Poéticas do rastejar: por modos educativos do instável e da transformação na era do Antropoceno | Gisela Here, Adrián Cangi e Michele Fernandes Gonçalves


Gisela Here [1]

Adrián Cangi [2]

Michele Fernandes Gonçalves [3]

Tradução de Priscila Costa [4]

 

Educação milenar

Em junho de 2003, Dona Nazaré faleceu, após meses internada no hospital de Porto Velho. Na aldeia Central (Kyowa) do Povo Karitiana, no estado de Rondônia (porção sul da Amazônia), 450 indivíduos de sete comunidades próximas se reuniram para seu funeral. O pôr-do-sol de nuvens avermelhadas no horizonte longínquo até poderia nos fazer pensar nos extensos incêndios naturais ou provocados que recorridamente mancham o céu nas extensas fazendas vizinhas ao território Karitiana. Mas esse povo não pensa “da nossa maneira”. Para eles, esse é o “ce ambo”, o sangue de dona Nazaré subindo em direção ao firmamento. As nuvens vermelhas são resultado do líquido também vermelho que passa do corpo da idosa para o céu e se espalha no momento em que o sol se veste com um cocar de penas de arara, aquele usado pelos guerreiros em antigos confrontos com os povos inimigos. O sol recepciona e “come” o sangue da falecida que, ao se tornar espírito, não precisa mais dele, pois os espíritos intermediários entre os mundos carecem do tipo de “circulação” dos homens.
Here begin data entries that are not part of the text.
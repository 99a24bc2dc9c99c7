//! Immutable engine configuration.
//!
//! Everything the engine interprets at translation time lives here as plain
//! read-only data: the EMS type vocabulary, the ductility mapping, material
//! aliases, the ordered type-assignment rules, fallback prior groups, exact
//! overrides, the modifier rules, and tuning constants. The tables are
//! externally-authored domain knowledge; the engine treats them as opaque.
//!
//! [`EngineConfig::validate`] catches authoring defects once, at
//! construction time, so per-string translation never has to.

mod builtin;

use std::collections::HashMap;

use crate::domain::{ErdLevel, Family, VcClass, VcDistribution};
use crate::error::ConfigError;

/// One EMS/IMS building type with its VC prior and admissible class range.
#[derive(Debug, Clone)]
pub struct TypeEntry {
    pub label: String,
    pub family: Family,
    pub description: String,
    /// Prior VC distribution; must sum to 1 and stay inside the range.
    pub prior: VcDistribution,
    pub most_likely: VcClass,
    /// Hard lower bound (most vulnerable admissible class).
    pub range_min: VcClass,
    /// Hard upper bound (least vulnerable admissible class).
    pub range_max: VcClass,
}

/// Static table of all EMS types, looked up by label.
#[derive(Debug, Clone, Default)]
pub struct TypeVocabulary {
    pub entries: Vec<TypeEntry>,
}

impl TypeVocabulary {
    pub fn new(entries: Vec<TypeEntry>) -> Self {
        Self { entries }
    }

    pub fn get(&self, label: &str) -> Option<&TypeEntry> {
        self.entries.iter().find(|e| e.label == label)
    }

    pub fn contains(&self, label: &str) -> bool {
        self.get(label).is_some()
    }

    pub fn iter(&self) -> impl Iterator<Item = &TypeEntry> {
        self.entries.iter()
    }
}

/// One (code level, ductility token) pair resolved to an ERD level/score.
#[derive(Debug, Clone)]
pub struct DuctilityEntry {
    pub code_level: Option<String>,
    pub ductility: Option<String>,
    pub erd: ErdLevel,
    pub score: f64,
}

/// Attribute referenced by a `missing_any` rule condition.
#[derive(Debug, Clone, Copy, PartialEq, Eq)]
pub enum AttrKey {
    Material,
    System,
    Height,
    Ductility,
}

impl AttrKey {
    pub fn as_str(self) -> &'static str {
        match self {
            AttrKey::Material => "material",
            AttrKey::System => "system",
            AttrKey::Height => "height",
            AttrKey::Ductility => "ductility",
        }
    }
}

/// Condition of a type-assignment rule. Absent fields are vacuously true;
/// all present fields must hold (AND); list fields mean "any of" (OR).
#[derive(Debug, Clone, Default)]
pub struct RuleCondition {
    /// Material L1, L2 or secondary-material token any-of.
    pub material_any: Option<Vec<String>>,
    /// Material L2 token any-of.
    pub material_l2_any: Option<Vec<String>>,
    /// System L1 token any-of.
    pub system_any: Option<Vec<String>>,
    /// Derived family equals.
    pub family_is: Option<Family>,
    /// At least one of these attributes is absent.
    pub missing_any: Option<Vec<AttrKey>>,
}

impl RuleCondition {
    /// True when no field constrains anything (the failsafe shape).
    pub fn is_empty(&self) -> bool {
        self.material_any.is_none()
            && self.material_l2_any.is_none()
            && self.system_any.is_none()
            && self.family_is.is_none()
            && self.missing_any.is_none()
    }
}

/// What a type-assignment rule produces when it fires.
#[derive(Debug, Clone)]
pub enum RuleOutput {
    /// Sets the derived structural family (first evaluation pass only).
    Family(Family),
    /// A single deterministic EMS type label.
    Label(String),
    /// A label pattern with `{erd}` substituted from the derived ERD level.
    Template(String),
    /// A named weighted-candidate group from the fallback priors.
    Fallback(String),
}

/// One entry of the ordered type-assignment decision list.
#[derive(Debug, Clone)]
pub struct TypeRule {
    pub id: String,
    /// Lower evaluates first.
    pub priority: u32,
    pub condition: RuleCondition,
    pub output: RuleOutput,
    /// Multiplied into the completeness confidence when the rule fires.
    pub confidence_penalty: f64,
    pub doc: String,
}

/// Named weighted group of EMS types used by `RuleOutput::Fallback`.
#[derive(Debug, Clone)]
pub struct FallbackGroup {
    pub name: String,
    /// (label, weight) pairs; weights are normalized at use.
    pub members: Vec<(String, f64)>,
}

/// Verified input string that bypasses the whole rule pipeline.
#[derive(Debug, Clone)]
pub struct ExactOverride {
    pub input: String,
    pub label: String,
    /// When set, the final distribution is a point mass on this class.
    pub vc_class: Option<VcClass>,
    pub confidence: f64,
    pub doc: String,
}
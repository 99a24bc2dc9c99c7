//! Distribution arithmetic shared across the engine.
//!
//! Everything here operates on plain probability slices so it stays easy to
//! test in isolation from the domain types.

/// Shannon entropy in nats, treating zero entries as contributing nothing.
pub fn entropy(probs: &[f64]) -> f64 {
    let mut h = 0.0;
    for &p in probs {
        if p > 0.0 {
            h -= p * p.ln();
        }
    }
    h
}

/// Clamp negatives to zero and rescale to sum 1.
///
/// An all-zero (or all-negative) input comes back all-zero rather than NaN.
pub fn normalize<const N: usize>(probs: &[f64; N]) -> [f64; N] {
    let mut out = [0.0; N];
    let mut sum = 0.0;
    for (o, &p) in out.iter_mut().zip(probs.iter()) {
        *o = p.max(0.0);
        sum += *o;
    }
    if sum <= 0.0 {
        return [0.0; N];
    }
    for o in out.iter_mut() {
        *o /= sum;
    }
    out
}

/// Rescale arbitrary non-negative weights to sum 1 (all-zero stays all-zero).
pub fn normalize_weights(weights: &mut [f64]) {
    let sum: f64 = weights.iter().sum();
    if sum <= 0.0 {
        for w in weights.iter_mut() {
            *w = 0.0;
        }
        return;
    }
    for w in weights.iter_mut() {
        *w /= sum;
    }
}

/// Shortest contiguous index interval `[lo, hi]` whose summed probability is
/// at least `mass`.
///
/// Ties break toward the narrower interval first, then the lower-indexed
/// one. Falls back to the full range if no interval reaches `mass` (only
/// possible for unnormalized input).
pub fn credible_interval(probs: &[f64], mass: f64) -> (usize, usize) {
    let n = probs.len();
    let mut best: Option<(usize, usize, usize)> = None; // (width, lo, hi)
    for lo in 0..n {
        let mut s = 0.0;
        for hi in lo..n {
            s += probs[hi];
            if s >= mass {
                let cand = (hi - lo, lo, hi);
                if best.is_none_or(|b| cand < b) {
                    best = Some(cand);
                }
                break;
            }
        }
    }
    match best {
        Some((_, lo, hi)) => (lo, hi),
        None => (0, n.saturating_sub(1)),
    }
}

#[cfg(test)]
mod tests {
    use super::*;

    #[test]
    fn entropy_of_point_mass_is_zero() {
        assert_eq!(entropy(&[0.0, 1.0, 0.0]), 0.0);
    }

    #[test]
    fn entropy_of_uniform_is_ln_n() {
        let h = entropy(&[0.25; 4]);
        assert!((h - 4.0f64.ln()).abs() < 1e-12);
    }

    #[test]
    fn normalize_clamps_and_rescales() {
        let out = normalize(&[0.2, -0.1, 0.6]);
        assert!((out.iter().sum::<f64>() - 1.0).abs() < 1e-12);
        assert_eq!(out[1], 0.0);
        assert!((out[0] - 0.25).abs() < 1e-12);
    }

    #[test]
    fn normalize_all_zero_stays_zero() {
        let out = normalize(&[0.0, 0.0]);
        assert_eq!(out, [0.0, 0.0]);
    }

    #[test]
    fn credible_interval_picks_shortest_run() {
        // 0.8 is reachable with the middle two bins.
        let (lo, hi) = credible_interval(&[0.1, 0.4, 0.4, 0.1], 0.8);
        assert_eq!((lo, hi), (1, 2));
    }

    #[test]
    fn credible_interval_ties_break_low() {
        // Both [0,2] and [1,3] reach 0.8 with width 2; the lower wins.
        let (lo, hi) = credible_interval(&[0.2, 0.3, 0.3, 0.2], 0.8);
        assert_eq!((lo, hi), (0, 2));
    }

    #[test]
    fn credible_interval_point_mass_is_single_bin() {
        let (lo, hi) = credible_interval(&[0.0, 0.0, 1.0, 0.0, 0.0, 0.0], 0.8);
        assert_eq!((lo, hi), (2, 2));
    }
}
//! GEM v2.0 taxonomy string parser.
//!
//! A taxonomy string is a `/`-separated sequence of attribute blocks, each
//! block a `+`-separated sequence of tokens, e.g.
//! `CR/LFINF(MUR+CBH)+CDL+DUL/H:3/IND`. Blocks may appear in any order;
//! this parser routes each block by its head token rather than by
//! position, which tolerates the column reordering seen in real exposure
//! datasets.
//!
//! Parsing never fails. Tokens that match no known vocabulary are kept
//! verbatim in `AttributeSet::unrecognized` and reported as warnings, so
//! a typo degrades one attribute instead of the whole record.

pub mod tokens;

use crate::config::EngineConfig;
use crate::domain::{AttributeSet, HeightBin, YearTokenKind};

/// Stateless parser borrowing the alias and ductility tables.
pub struct GemParser<'a> {
    cfg: &'a EngineConfig,
}

impl<'a> GemParser<'a> {
    pub fn new(cfg: &'a EngineConfig) -> Self {
        Self { cfg }
    }

    /// Parse one taxonomy string into attributes plus parse warnings.
    pub fn parse(&self, input: &str) -> (AttributeSet, Vec<String>) {
        let mut out = AttributeSet::default();
        let mut warnings = Vec::new();

        for block in input.trim().split('/') {
            let block = block.trim();
            if block.is_empty() {
                continue;
            }
            out.raw_blocks.push(block.to_string());
            self.parse_block(block, &mut out, &mut warnings);
        }

        let (erd, score) =
            self.cfg.resolve_erd(out.code_level.as_deref(), out.ductility_token.as_deref());
        // The derived level is only meaningful when some token justified it.
        if out.code_level.is_some() || out.ductility_token.is_some() {
            out.erd = Some(erd);
        }
        out.erd_score = score;

        out.height_bin = out.storeys.and_then(HeightBin::from_storeys);

        (out, warnings)
    }

    /// Route one block to the attribute its head token belongs to.
    fn parse_block(&self, block: &str, out: &mut AttributeSet, warnings: &mut Vec<String>) {
        // Infilled frame with parenthetical infill: LFINF(MUR+CBH)+CDL+DUL.
        if let Some((system_tok, infill_raw, rest)) = split_infill(block) {
            if out.system.is_none() {
                out.system = Some(system_tok.to_string());
            }
            for tok in infill_raw.split('+').map(str::trim).filter(|t| !t.is_empty()) {
                out.infill_material.push(self.cfg.resolve_alias(tok).to_string());
            }
            let rest = rest.trim_start_matches('+');
            if !rest.is_empty() {
                self.absorb_level_tokens(rest.split('+'), out);
            }
            return;
        }

        if matches!(block, "DX" | "DY" | "D99") {
            out.directions.push(block.to_string());
            return;
        }

        let parts: Vec<&str> = block.split('+').map(str::trim).filter(|p| !p.is_empty()).collect();
        let Some(&head) = parts.first() else { return };

        if head.contains(':') {
            self.parse_numeric(head, out);
            return;
        }

        if tokens::IRREG_L1.contains(&head) {
            out.irregularity_l1 = Some(head.to_string());
            self.parse_irregularity(&parts[1..], out);
            return;
        }

        if tokens::PLAN_SHAPE.contains(&head) {
            out.plan_shape = Some(head.to_string());
            return;
        }

        if tokens::POSITION.contains(&head) {
            out.position = Some(head.to_string());
            return;
        }

        if tokens::EXTERIOR_WALL.contains(&head) {
            out.exterior_walls.push(head.to_string());
            return;
        }

        if tokens::FOUNDATION.contains(&head) {
            out.foundation = Some(head.to_string());
            return;
        }

        if tokens::FLOOR_CONN.contains(&head) {
            out.floor_connection = Some(head.to_string());
            return;
        }

        if tokens::ROOF_CONN.contains(&head) {
            out.roof_connections.push(head.to_string());
            return;
        }

        if tokens::ROOF_SHAPE.contains(&head) {
            out.roof_shape = Some(head.to_string());
            for p in &parts[1..] {
                self.classify_roof_token(p, out);
            }
            return;
        }

        if tokens::ROOF_COVERING.contains(&head) {
            out.roof_covering = Some(head.to_string());
            return;
        }

        // Occupancy must be checked before the roof-system stems: RES would
        // otherwise match the RE (earthen roof) prefix and be misrouted.
        if is_occupancy(head) {
            parse_occupancy(head, out);
            return;
        }

        if tokens::matches_stem(tokens::ROOF_SYSTEM_PREFIXES, head)
            && !tokens::MATERIAL_L1.contains(&head)
        {
            self.classify_roof_token(head, out);
            for p in &parts[1..] {
                self.classify_roof_token(p, out);
            }
            return;
        }

        if tokens::matches_stem(tokens::FLOOR_PREFIXES, head)
            && !tokens::MATERIAL_L1.contains(&head)
        {
            if out.floor_material.is_none() {
                out.floor_material = Some(head.to_string());
            }
            for p in &parts[1..] {
                if tokens::FLOOR_CONN.contains(p) {
                    out.floor_connection = Some(p.to_string());
                }
            }
            return;
        }

        let resolved = self.cfg.resolve_alias(head);
        if tokens::MATERIAL_L1.contains(&resolved) {
            self.parse_material(resolved, &parts[1..], out, warnings);
            return;
        }

        if tokens::SYSTEM_L1.contains(&head) {
            if out.system.is_none() {
                out.system = Some(head.to_string());
            }
            out.system_l2.extend(parts[1..].iter().map(|p| p.to_string()));
            self.absorb_level_tokens(parts[1..].iter().copied(), out);
            return;
        }

        // Unrouted block: salvage ductility/code tokens, keep the rest.
        for tok in parts {
            if tokens::CODE_LEVEL.contains(&tok) {
                set_code_level(tok, out);
            } else if tokens::DUCTILITY.contains(&tok) {
                set_ductility(tok, out);
            } else {
                warnings.push(format!("unrecognized token '{tok}'"));
                out.unrecognized.push(tok.to_string());
            }
        }
    }

    fn parse_numeric(&self, head: &str, out: &mut AttributeSet) {
        let Some((key, val)) = head.split_once(':') else { return };
        if tokens::HEIGHT_KEYS.contains(&key) {
            if out.storeys.is_none() {
                out.storeys = parse_height_value(val);
            }
        } else if tokens::YEAR_KEYS.contains(&key) && out.year_value.is_none() {
            out.year_kind = Some(year_kind(key));
            out.year_value = parse_year_value(val);
        }
    }

    fn parse_material(
        &self,
        token: &str,
        rest: &[&str],
        out: &mut AttributeSet,
        warnings: &mut Vec<String>,
    ) {
        if out.material.is_none() {
            out.material = Some(token.to_string());
        }
        out.material_all.push(token.to_string());

        for raw in rest {
            let tok = self.cfg.resolve_alias(raw);
            if tokens::MASONRY_UNIT.contains(&tok)
                || tokens::MASONRY_REINF.contains(&tok)
                || tokens::CONCRETE_TECH.contains(&tok)
            {
                out.material_l2.push(tok.to_string());
            } else if tokens::MORTAR.contains(&tok) || tokens::STONE_TYPE.contains(&tok) {
                out.material_l3.push(tok.to_string());
            } else if tokens::DUCTILITY.contains(&tok) {
                set_ductility(tok, out);
            } else if tokens::CODE_LEVEL.contains(&tok) {
                set_code_level(tok, out);
            } else if tokens::MATERIAL_L1.contains(&tok) {
                // Secondary material, e.g. CR+PC for precast.
                out.material_l2.push(tok.to_string());
                out.material_all.push(tok.to_string());
            } else {
                warnings.push(format!("unrecognized token '{tok}' in material block"));
                out.unrecognized.push(tok.to_string());
            }
        }
    }

    fn parse_irregularity(&self, detail: &[&str], out: &mut AttributeSet) {
        for tok in detail {
            if tokens::IRREG_PLAN.contains(tok) {
                out.irregularity_plan.push(tok.to_string());
            } else if tokens::IRREG_VERTICAL.contains(tok) {
                out.irregularity_vertical.push(tok.to_string());
            }
        }
    }

    fn classify_roof_token(&self, tok: &str, out: &mut AttributeSet) {
        if tokens::ROOF_COVERING.contains(&tok) {
            out.roof_covering = Some(tok.to_string());
        } else if tokens::ROOF_CONN.contains(&tok) {
            out.roof_connections.push(tok.to_string());
        } else if tokens::matches_stem(tokens::ROOF_SYSTEM_PREFIXES, tok)
            && out.roof_system.is_none()
        {
            out.roof_system = Some(tok.to_string());
        }
    }

    fn absorb_level_tokens<'t>(
        &self,
        toks: impl Iterator<Item = &'t str>,
        out: &mut AttributeSet,
    ) {
        for tok in toks {
            let tok = tok.trim();
            if tokens::CODE_LEVEL.contains(&tok) {
                set_code_level(tok, out);
            } else if tokens::DUCTILITY.contains(&tok) {
                set_ductility(tok, out);
            }
        }
    }
}

fn set_code_level(tok: &str, out: &mut AttributeSet) {
    if out.code_level.is_none() {
        out.code_level = Some(tok.to_string());
    }
}

fn set_ductility(tok: &str, out: &mut AttributeSet) {
    if out.ductility_token.is_none() {
        out.ductility_token = Some(tok.to_string());
    }
}

/// `LFINF(MUR+CBH)+CDL` -> (LFINF, MUR+CBH, +CDL).
fn split_infill(block: &str) -> Option<(&str, &str, &str)> {
    let open = block.find('(')?;
    let system_tok = &block[..open];
    if !matches!(system_tok, "LFINF" | "LFLSINF") {
        return None;
    }
    let close = block[open..].find(')')? + open;
    Some((system_tok, &block[open + 1..close], &block[close + 1..]))
}

fn is_occupancy(token: &str) -> bool {
    tokens::OCCUPANCY_L1.contains(&token)
        || tokens::OCCUPANCY_L1
            .iter()
            .any(|p| token.starts_with(p) && token.len() > p.len())
}

fn parse_occupancy(token: &str, out: &mut AttributeSet) {
    // Longest prefix wins so OC99 is not shadowed by a shorter stem.
    let mut prefixes: Vec<&str> = tokens::OCCUPANCY_L1.to_vec();
    prefixes.sort_by_key(|p| std::cmp::Reverse(p.len()));
    for p in prefixes {
        if token.starts_with(p) {
            out.occupancy = Some(p.to_string());
            out.occupancy_detail =
                (token.len() > p.len()).then(|| token.to_string());
            return;
        }
    }
    out.occupancy = Some(token.to_string());
}

/// Height values: `3`, `7-9` (upper), `10+` (lower), `9,7` (first),
/// `UNK` and friends (none).
fn parse_height_value(val: &str) -> Option<u32> {
    let val = val.trim();
    if matches!(val.to_ascii_uppercase().as_str(), "UNK" | "UNKN" | "?" | "") {
        return None;
    }
    if let Some((a, b)) = val.split_once(['-', '\u{2013}']) {
        if a.trim().parse::<u32>().is_ok() {
            if let Ok(upper) = b.trim().parse() {
                return Some(upper);
            }
        }
    }
    if let Some(lower) = val.strip_suffix('+') {
        if let Ok(n) = lower.parse() {
            return Some(n);
        }
    }
    if let Some((first, _)) = val.split_once(',') {
        return first.trim().parse().ok();
    }
    val.parse().ok()
}

/// Year values: plain integer, or `YBET:upper,lower` resolved to the midpoint.
fn parse_year_value(val: &str) -> Option<i32> {
    let val = val.trim();
    if let Some((a, b)) = val.split_once(',') {
        let a: i32 = a.trim().parse().ok()?;
        let b: i32 = b.trim().parse().ok()?;
        return Some((a + b) / 2);
    }
    val.parse().ok()
}

fn year_kind(key: &str) -> YearTokenKind {
    match key {
        "YEX" => YearTokenKind::Exact,
        "YBET" => YearTokenKind::Range,
        "YPRE" => YearTokenKind::Before,
        "YAPP" => YearTokenKind::Approximate,
        _ => YearTokenKind::Unknown,
    }
}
Quando alguém morre, os moradores dessas terras costumam dizer que sempre há um barulho no céu, mas que ele “não é grande coisa”, que o trovão “só vai passar”, indicando que a morte é como um estrondo em um céu claro e sem nuvens. Um céu intermediário, um céu-limiar entre os vivos e os mortos. É um tipo específico de trovão, chamado dokoit’pyroky (trovão que faz barulho), que não deve ser ouvido entre os vivos porque anuncia mais mortes. Recomenda-se tapar os ouvidos. Ele é produzido por um tatu gigante que mora no céu e, com seu casco, faz parte da abóbada celeste. Os Karitiana sabem que o tatu devora cadáveres e é chamado de “carniceiro rastejante”.

Esses animais não podem ser servidos como alimento aos seres humanos porque sua condição de necrófagos indica que quem os come envelhecerá rapidamente até se aproximar da morte. Seguindo o som estranho que vem de cima, “a chuva dos mortos” (yjbopo’e) acontece porque o tempo está bravo com a partida da senhora, umas das sábias da comunidade. Os trovões são pela morte do corpo, mas principalmente por aquela da sabedoria e do amor na fábula (anteriormente lenda e primeiro mito) que indica que o afeto é um corpo vibrante em uma relação “multiversal”. O afeto vibra, preserva as malhas privilegiadas de intensidades pessoais e impessoais que atravessam os limiares entre-mundos. O céu dos Karitiana não invoca apenas o passado de um corpo que “não mais está”, mas o presente de um povo que o tem sob sua cabeça e o olha diariamente pela fábula, bem como o futuro dos espíritos que ali se refugiam para continuar, sempre, “entre nós”. O futuro é ancestral (Krenak, 2022) porque chama todos os tempos, assim como a pertença a uma “fricção educatica” com a vida que flui “entre” as palavras e as histórias de um continuum existencial e plurimodal. O aprendizado dessa composição é o que nos coloca lado-a-lado ao ritmo das coisas, quando então já não há mais nem um único “homem” – apenas “nós”, o corpo da Terra.

 

(Leia o ensaio completo em PDF).

 

Recebido em: 25/04/2023

Aceito em: 15/05/2023

 

[1] Mestre em Design Comunicacional pela Faculdade de Arquitetura, Design e Urbanismo (FADU) da Universidade de Buenos Aires (UBA – Argentina). Mestranda em Estéticas Contemporâneas Latino-americanas da Universidade Nacional de Avellaneda (UNDAV – Argentina). Professora adjunta regular na UNDAV. Auxiliar docente na FADU/UBA. Email: ghere@undav.edu.ar.

[2] Doutor em Filosofia e Letras pela Universidade de São Paulo (USP) e em Sociologia pela Universidade de Belgrano (UB). Pós doutor em Filosofia e Letras pela USP. Professor e pesquisador da Universidade de Buenos Aires (UBA – Argentina), Universidad Nacional de La Plata (UNLP – Argentina) e Universidade Nacional de Avellaneda (UNDAV – Argentina). Diretor do Mestrado em Estéticas Contemporâneas Latino-americanas da UNDAV e do Centro de Estéticas e Políticas Contemporâneas Latino-americanas da UNDAV. ORCID: https://orcid.org/0000-0002-0755-6699. Email: adriancangi@hotmail.com.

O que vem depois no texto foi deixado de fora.